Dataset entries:
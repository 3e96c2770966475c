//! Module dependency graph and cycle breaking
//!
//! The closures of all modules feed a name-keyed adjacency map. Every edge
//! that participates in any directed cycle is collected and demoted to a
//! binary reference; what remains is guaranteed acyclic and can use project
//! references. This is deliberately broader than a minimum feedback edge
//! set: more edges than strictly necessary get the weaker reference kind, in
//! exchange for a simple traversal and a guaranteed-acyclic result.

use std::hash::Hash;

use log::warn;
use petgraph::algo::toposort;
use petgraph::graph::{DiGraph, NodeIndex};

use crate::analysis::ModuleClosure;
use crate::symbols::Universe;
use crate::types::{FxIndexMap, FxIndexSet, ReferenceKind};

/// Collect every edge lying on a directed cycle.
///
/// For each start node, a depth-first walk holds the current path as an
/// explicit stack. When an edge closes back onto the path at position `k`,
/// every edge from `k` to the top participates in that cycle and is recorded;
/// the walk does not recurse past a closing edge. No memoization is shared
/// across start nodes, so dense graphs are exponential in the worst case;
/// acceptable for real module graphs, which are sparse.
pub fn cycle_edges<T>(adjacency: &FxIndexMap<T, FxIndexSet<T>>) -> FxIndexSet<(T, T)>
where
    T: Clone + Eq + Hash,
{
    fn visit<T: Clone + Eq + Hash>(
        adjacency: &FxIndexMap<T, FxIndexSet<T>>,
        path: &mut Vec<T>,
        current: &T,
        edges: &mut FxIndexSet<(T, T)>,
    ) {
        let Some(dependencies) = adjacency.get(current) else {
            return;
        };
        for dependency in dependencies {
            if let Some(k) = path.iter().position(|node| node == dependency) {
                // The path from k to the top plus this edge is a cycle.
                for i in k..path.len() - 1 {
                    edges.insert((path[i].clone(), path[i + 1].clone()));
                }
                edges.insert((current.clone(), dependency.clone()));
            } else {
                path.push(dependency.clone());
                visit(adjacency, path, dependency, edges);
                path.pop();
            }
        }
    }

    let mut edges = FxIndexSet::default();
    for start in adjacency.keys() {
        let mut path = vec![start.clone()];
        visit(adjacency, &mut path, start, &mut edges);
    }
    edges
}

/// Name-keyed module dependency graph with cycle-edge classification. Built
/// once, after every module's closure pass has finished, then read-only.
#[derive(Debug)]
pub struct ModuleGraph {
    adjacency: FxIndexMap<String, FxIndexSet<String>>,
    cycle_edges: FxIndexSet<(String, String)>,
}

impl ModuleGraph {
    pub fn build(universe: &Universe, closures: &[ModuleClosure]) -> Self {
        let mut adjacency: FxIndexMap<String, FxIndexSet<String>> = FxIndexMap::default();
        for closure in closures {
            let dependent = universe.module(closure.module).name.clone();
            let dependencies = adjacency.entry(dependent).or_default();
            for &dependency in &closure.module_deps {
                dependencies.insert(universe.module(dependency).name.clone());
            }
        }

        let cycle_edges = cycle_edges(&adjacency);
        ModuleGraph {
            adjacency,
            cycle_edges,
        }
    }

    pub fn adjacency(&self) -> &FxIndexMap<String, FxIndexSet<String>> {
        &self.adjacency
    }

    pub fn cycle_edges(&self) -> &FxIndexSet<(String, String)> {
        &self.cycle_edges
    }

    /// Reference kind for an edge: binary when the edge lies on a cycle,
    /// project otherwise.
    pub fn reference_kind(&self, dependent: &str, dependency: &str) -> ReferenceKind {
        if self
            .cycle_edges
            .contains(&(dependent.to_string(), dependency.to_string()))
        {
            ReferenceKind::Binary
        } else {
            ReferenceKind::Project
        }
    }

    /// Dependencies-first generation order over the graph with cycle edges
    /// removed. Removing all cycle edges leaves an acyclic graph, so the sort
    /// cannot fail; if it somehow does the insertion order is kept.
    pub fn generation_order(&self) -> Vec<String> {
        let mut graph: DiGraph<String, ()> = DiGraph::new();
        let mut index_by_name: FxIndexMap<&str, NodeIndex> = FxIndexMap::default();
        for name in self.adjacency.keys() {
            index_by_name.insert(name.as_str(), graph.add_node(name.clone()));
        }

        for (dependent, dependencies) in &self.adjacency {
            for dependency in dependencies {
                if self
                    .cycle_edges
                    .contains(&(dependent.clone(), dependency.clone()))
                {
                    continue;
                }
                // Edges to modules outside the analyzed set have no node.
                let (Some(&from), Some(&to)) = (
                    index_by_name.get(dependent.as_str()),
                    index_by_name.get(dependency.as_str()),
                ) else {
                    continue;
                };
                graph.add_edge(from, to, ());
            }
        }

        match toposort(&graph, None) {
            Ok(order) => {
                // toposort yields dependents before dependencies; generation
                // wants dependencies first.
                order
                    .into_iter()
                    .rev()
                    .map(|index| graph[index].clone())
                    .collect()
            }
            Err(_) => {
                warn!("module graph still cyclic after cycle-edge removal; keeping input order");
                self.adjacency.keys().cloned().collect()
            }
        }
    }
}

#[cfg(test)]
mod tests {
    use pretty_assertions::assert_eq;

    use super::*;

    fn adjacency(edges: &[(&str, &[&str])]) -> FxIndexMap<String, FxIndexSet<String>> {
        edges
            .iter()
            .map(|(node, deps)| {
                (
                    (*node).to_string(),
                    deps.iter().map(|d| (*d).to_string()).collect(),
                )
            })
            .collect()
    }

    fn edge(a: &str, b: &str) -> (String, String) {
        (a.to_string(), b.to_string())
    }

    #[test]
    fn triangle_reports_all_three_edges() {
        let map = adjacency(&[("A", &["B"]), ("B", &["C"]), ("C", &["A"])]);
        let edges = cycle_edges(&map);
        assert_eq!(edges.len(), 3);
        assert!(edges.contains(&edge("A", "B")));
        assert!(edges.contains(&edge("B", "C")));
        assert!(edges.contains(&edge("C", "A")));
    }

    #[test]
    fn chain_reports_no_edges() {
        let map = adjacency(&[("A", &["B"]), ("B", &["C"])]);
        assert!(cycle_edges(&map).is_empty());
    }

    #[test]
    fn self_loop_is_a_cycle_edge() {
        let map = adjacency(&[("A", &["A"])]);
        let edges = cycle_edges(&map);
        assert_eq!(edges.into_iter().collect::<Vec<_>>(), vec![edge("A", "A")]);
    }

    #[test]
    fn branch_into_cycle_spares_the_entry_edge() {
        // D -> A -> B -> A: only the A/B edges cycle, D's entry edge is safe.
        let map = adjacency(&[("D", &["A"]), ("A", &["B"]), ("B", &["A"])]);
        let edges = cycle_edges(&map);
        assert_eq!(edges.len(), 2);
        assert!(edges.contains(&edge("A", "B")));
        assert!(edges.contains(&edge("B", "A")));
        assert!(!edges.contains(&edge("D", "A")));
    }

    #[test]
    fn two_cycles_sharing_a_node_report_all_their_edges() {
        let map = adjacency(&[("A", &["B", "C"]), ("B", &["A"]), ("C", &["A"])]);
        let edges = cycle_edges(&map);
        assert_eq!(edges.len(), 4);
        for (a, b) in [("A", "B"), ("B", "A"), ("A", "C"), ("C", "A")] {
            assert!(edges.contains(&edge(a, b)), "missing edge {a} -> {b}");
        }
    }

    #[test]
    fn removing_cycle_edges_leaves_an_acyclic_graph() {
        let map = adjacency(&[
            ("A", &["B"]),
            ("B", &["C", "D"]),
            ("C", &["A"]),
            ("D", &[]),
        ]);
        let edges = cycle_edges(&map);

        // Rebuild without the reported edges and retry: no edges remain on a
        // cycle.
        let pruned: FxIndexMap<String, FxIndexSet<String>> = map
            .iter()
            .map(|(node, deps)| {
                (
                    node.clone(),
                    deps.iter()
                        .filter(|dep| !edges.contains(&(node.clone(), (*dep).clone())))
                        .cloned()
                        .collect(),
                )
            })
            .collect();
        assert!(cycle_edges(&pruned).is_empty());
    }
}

==

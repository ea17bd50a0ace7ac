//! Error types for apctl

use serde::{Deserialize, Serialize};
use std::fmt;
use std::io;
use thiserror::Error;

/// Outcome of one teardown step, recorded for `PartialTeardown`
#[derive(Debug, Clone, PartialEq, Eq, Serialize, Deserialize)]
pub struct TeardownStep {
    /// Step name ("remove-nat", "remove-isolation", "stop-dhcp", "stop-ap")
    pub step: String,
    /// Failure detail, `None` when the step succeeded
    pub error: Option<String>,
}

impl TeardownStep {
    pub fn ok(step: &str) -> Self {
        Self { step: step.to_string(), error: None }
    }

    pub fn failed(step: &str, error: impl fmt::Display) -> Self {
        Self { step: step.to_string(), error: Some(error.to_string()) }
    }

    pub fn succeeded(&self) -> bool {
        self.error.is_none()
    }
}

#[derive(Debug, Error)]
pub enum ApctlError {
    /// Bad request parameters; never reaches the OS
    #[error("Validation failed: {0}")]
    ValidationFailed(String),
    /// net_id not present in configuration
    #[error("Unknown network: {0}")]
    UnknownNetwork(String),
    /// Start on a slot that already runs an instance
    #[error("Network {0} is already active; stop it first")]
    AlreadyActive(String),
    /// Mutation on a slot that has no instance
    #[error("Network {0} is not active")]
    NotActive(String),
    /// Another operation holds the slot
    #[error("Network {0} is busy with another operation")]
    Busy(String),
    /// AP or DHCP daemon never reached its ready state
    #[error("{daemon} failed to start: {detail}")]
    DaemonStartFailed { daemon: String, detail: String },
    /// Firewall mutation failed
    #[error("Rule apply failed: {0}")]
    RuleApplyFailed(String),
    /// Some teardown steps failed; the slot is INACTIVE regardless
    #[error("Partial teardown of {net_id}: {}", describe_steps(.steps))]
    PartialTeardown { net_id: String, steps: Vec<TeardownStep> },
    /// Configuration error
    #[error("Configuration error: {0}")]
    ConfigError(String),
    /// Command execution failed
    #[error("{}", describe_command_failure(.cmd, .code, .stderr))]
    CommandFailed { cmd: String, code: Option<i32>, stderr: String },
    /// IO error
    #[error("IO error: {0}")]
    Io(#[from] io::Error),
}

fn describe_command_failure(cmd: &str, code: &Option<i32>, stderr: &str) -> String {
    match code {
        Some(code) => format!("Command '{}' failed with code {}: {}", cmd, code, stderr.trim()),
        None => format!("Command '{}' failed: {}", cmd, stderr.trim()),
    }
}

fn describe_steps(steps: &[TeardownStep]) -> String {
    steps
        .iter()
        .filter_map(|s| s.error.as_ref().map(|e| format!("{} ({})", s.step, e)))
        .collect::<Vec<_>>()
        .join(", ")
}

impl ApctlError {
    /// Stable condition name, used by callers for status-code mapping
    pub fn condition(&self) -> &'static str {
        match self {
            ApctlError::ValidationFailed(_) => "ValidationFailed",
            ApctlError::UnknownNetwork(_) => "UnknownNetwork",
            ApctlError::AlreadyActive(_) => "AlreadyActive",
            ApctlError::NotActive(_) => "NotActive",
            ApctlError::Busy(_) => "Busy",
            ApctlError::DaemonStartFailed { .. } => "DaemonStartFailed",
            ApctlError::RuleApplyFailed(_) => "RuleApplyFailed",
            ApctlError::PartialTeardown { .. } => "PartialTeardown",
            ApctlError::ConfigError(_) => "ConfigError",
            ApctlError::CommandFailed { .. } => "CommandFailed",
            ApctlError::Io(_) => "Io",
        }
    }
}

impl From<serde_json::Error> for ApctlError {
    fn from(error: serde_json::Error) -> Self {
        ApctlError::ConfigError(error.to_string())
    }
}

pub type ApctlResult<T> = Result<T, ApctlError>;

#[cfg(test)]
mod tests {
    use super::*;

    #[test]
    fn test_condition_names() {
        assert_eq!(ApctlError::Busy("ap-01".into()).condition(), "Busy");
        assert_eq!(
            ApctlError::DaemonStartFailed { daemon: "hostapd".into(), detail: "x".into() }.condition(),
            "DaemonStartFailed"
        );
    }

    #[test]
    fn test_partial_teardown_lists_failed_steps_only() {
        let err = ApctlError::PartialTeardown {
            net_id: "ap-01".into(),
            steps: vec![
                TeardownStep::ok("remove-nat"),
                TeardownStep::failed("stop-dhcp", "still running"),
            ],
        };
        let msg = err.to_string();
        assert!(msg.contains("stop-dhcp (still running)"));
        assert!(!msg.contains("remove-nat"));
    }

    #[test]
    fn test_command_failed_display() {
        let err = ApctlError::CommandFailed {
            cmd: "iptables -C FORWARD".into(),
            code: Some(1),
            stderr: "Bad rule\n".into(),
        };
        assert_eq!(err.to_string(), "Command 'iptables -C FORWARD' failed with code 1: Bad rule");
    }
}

• **WHAT THE EXERCISE ASKS**:
Read the entries and pick out all lines that include the word "closures".

• **ANSWER SPACE**:
//! The closures of all modules feed a name-keyed adjacency map. Every edge
    pub fn build(universe: &Universe, closures: &[ModuleClosure]) -> Self {
        for closure in closures {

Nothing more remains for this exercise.